Malachi, yes, you are right. We have to walk a tightrope, and the balancing pole is a long one.
The Pence Rule
Hello Pastor Doug, A few weeks ago you wrote something about how pastors (and men in general) should seek to be careful when interacting with women as a safeguard to avoiding sexual immorality. I would like your views on this article (by the Gospel Coalition) which says that men endeavouring to be careful can make women feel they are dangerous. Thoughts?
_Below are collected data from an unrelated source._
use std::path::Path;
use std::sync::atomic::{AtomicUsize, Ordering};
use std::sync::{Arc, Mutex};
use std::thread;
use std::time::Duration;

use workgate::core::config::WorkgateConfig;
use workgate::core::error::WorkgateError;
use workgate::core::workspace::VersionControl;
use workgate::plugins::decide::{Action, DEFAULT_SESSION, Engine, Rule, Verdict};
use workgate::plugins::escalation::{SeverityTier, Topic};
use workgate::plugins::intent::{IntentCategory, IntentSource};
use workgate::plugins::issues::{IssueKind, IssueRef, IssueTracker, NoIssueTracker};

#[derive(Clone, Copy, PartialEq)]
enum StatusMode {
    Ok,
    NotARepo,
    TimedOut,
}

struct FakeVcs {
    branch: String,
    paths: Mutex<Vec<String>>,
    mode: StatusMode,
    delay: Duration,
    status_calls: AtomicUsize,
    /// Status queries that time out before the fake starts answering.
    slow_queries: AtomicUsize,
}

impl FakeVcs {
    fn new(branch: &str, paths: &[&str]) -> Self {
        Self {
            branch: branch.to_string(),
            paths: Mutex::new(paths.iter().map(|p| p.to_string()).collect()),
            mode: StatusMode::Ok,
            delay: Duration::ZERO,
            status_calls: AtomicUsize::new(0),
            slow_queries: AtomicUsize::new(0),
        }
    }

    fn slow_at_first(self, queries: usize) -> Self {
        self.slow_queries.store(queries, Ordering::SeqCst);
        self
    }

    fn with_mode(mut self, mode: StatusMode) -> Self {
        self.mode = mode;
        self
    }

    fn calls(&self) -> usize {
        self.status_calls.load(Ordering::SeqCst)
    }
}

impl VersionControl for FakeVcs {
    fn changed_paths(&self, cwd: &Path, timeout: Duration) -> Result<Vec<String>, WorkgateError> {
        self.status_calls.fetch_add(1, Ordering::SeqCst);
        thread::sleep(self.delay);
        if self
            .slow_queries
            .fetch_update(Ordering::SeqCst, Ordering::SeqCst, |n| n.checked_sub(1))
            .is_ok()
        {
            return Err(WorkgateError::VcsTimeout(timeout.as_millis() as u64));
        }
        match self.mode {
            StatusMode::Ok => Ok(self.paths.lock().unwrap().clone()),
            StatusMode::NotARepo => Err(WorkgateError::VcsUnavailable(cwd.display().to_string())),
            StatusMode::TimedOut => Err(WorkgateError::VcsTimeout(timeout.as_millis() as u64)),
        }
    }

    fn current_branch(&self, cwd: &Path, _timeout: Duration) -> Result<String, WorkgateError> {
        match self.mode {
            StatusMode::NotARepo => Err(WorkgateError::VcsUnavailable(cwd.display().to_string())),
            _ => Ok(self.branch.clone()),
        }
    }

    fn seconds_since_last_commit(
        &self,
        _cwd: &Path,
        _timeout: Duration,
    ) -> Result<Option<u64>, WorkgateError> {
        Ok(Some(120))
    }
}

struct FakeIssues {
    fail: bool,
}

impl IssueTracker for FakeIssues {
    fn find_for_branch(
        &self,
        _cwd: &Path,
        _branch: &str,
        number: Option<u64>,
        _timeout: Duration,
    ) -> Result<Option<IssueRef>, WorkgateError> {
        if self.fail {
            return Err(WorkgateError::IssueTrackerError("gh exploded".into()));
        }
        Ok(number.map(|n| IssueRef {
            kind: IssueKind::Issue,
            number: n,
            title: "Login flow".into(),
            state: "OPEN".into(),
            url: String::new(),
        }))
    }
}

fn config() -> WorkgateConfig {
    let mut config = WorkgateConfig::default();
    config.timeouts.analysis_ms = 5_000;
    config
}

fn engine_with(vcs: Arc<FakeVcs>) -> Engine {
    Engine::new(config(), vcs, Arc::new(NoIssueTracker)).unwrap()
}

fn dirty_engine() -> (Engine, Arc<FakeVcs>) {
    let vcs = Arc::new(FakeVcs::new("main", &["a.py", "b.py"]));
    (engine_with(Arc::clone(&vcs)), vcs)
}

const NEW_WORK: &str = "implement new dashboard feature";
const MAINTENANCE: &str = "fix the failing auth test";

#[test]
fn test_read_only_on_dirty_is_allowed() {
    let (engine, _) = dirty_engine();
    let dir = tempfile::tempdir().unwrap();
    let decision = engine.evaluate(&Action::shell("cat file.txt").with_context(NEW_WORK), dir.path());
    assert_eq!(decision.verdict, Verdict::Allow);
    assert_eq!(decision.rule, Rule::ReadOnly);
    assert!(decision.cacheable);
    assert!(decision.message.is_none());

    let status = engine.evaluate(&Action::shell("git status").with_context(NEW_WORK), dir.path());
    assert_eq!(status.verdict, Verdict::Allow);
}

#[test]
fn test_new_work_on_dirty_blocks_and_lists_files() {
    let (engine, _) = dirty_engine();
    let dir = tempfile::tempdir().unwrap();
    let decision = engine.evaluate(&Action::message(NEW_WORK), dir.path());
    assert_eq!(decision.verdict, Verdict::Block);
    assert_eq!(decision.rule, Rule::NewWorkOnDirty);
    assert_eq!(decision.exit_code(), 2);
    assert_eq!(decision.attempt_count, Some(1));
    assert_eq!(decision.severity, Some(SeverityTier::Nudge));

    let message = decision.message.as_ref().unwrap();
    assert_eq!(message.changed_files, vec!["a.py", "b.py"]);
    assert!(message.override_hint.is_some());
    let rendered = decision.render(false).unwrap();
    assert!(rendered.contains("a.py"));
    assert!(rendered.contains("b.py"));
}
Kip, I haven’t had time to go through the article, but I can say this much. Women should feel like they are dangerous. Of course they are dangerous. And the most dangerous are those who don’t understand what the danger is.
Pietism and Heaven?
My wife Elizabeth and I have translated “Paula, the Waldensian” into Dutch. In the preface I presume that the author’s strong emphasis on going to Heaven after we die is due to the influence of late romantic dualism (the earth is bad, heaven is good) of the 19th century. I did not do any interpretative historical research on this (which I admit in this preface), but I remember N.T. Wright saying during a Fuller conference that equating the Gospel with “going to haven after we die” was based on 19th century dualism. Is there any way I can verify my statement?
Yours in Christ,
Hugo & Elizabeth
Hugo and Elizabeth, the Bible does provide plenty of encouragement for the individual believer along these lines (absent from the body/present with the Lord), and individuals have always been naturally concerned with the question. The problem of dualism arises, not when we look forward to being with the Lord in Paradise, but rather when we confuse that intermediate state with our final and eternal state, after the resurrection of the body.
A Sound Reductio
Re: Collapse of Secular Man
Just speaking as a white male oppressor here, I keep wondering when my co-oppressors will join me in asking the aggrieved classes what exactly is wrong about my oppressing them. Gnome sane? They just keep assuming oppression is bad, but everything they tell me is wrong with it sounds like something good for me and my oppressor classmates. What could be better than abundant slave labor and women you can actually buy and own? Because if we’re going all the way with the relativism thing, oppression sounds like a relatively good gig—for me —and as for you, relativism gives me no reason to care whether you like it or not. Your misery is just “your truth,” all bottled up inside your head. And me getting rich off you is “my truth,” which is nice for me.
Steve, you have grasped the implications nicely.
I wanted to write to you and see if you can recommend a few of what you consider to be the best Christian philosophy books, or just the best philosophy books in general . . . I am currently reading He is There and He is not Silent by Francis Schaeffer, and want to dig more deeply into the subject.
Logan, on the assumption that you mean worldview engagement and cultural implications, I think the best place to start would be Idols for Destruction.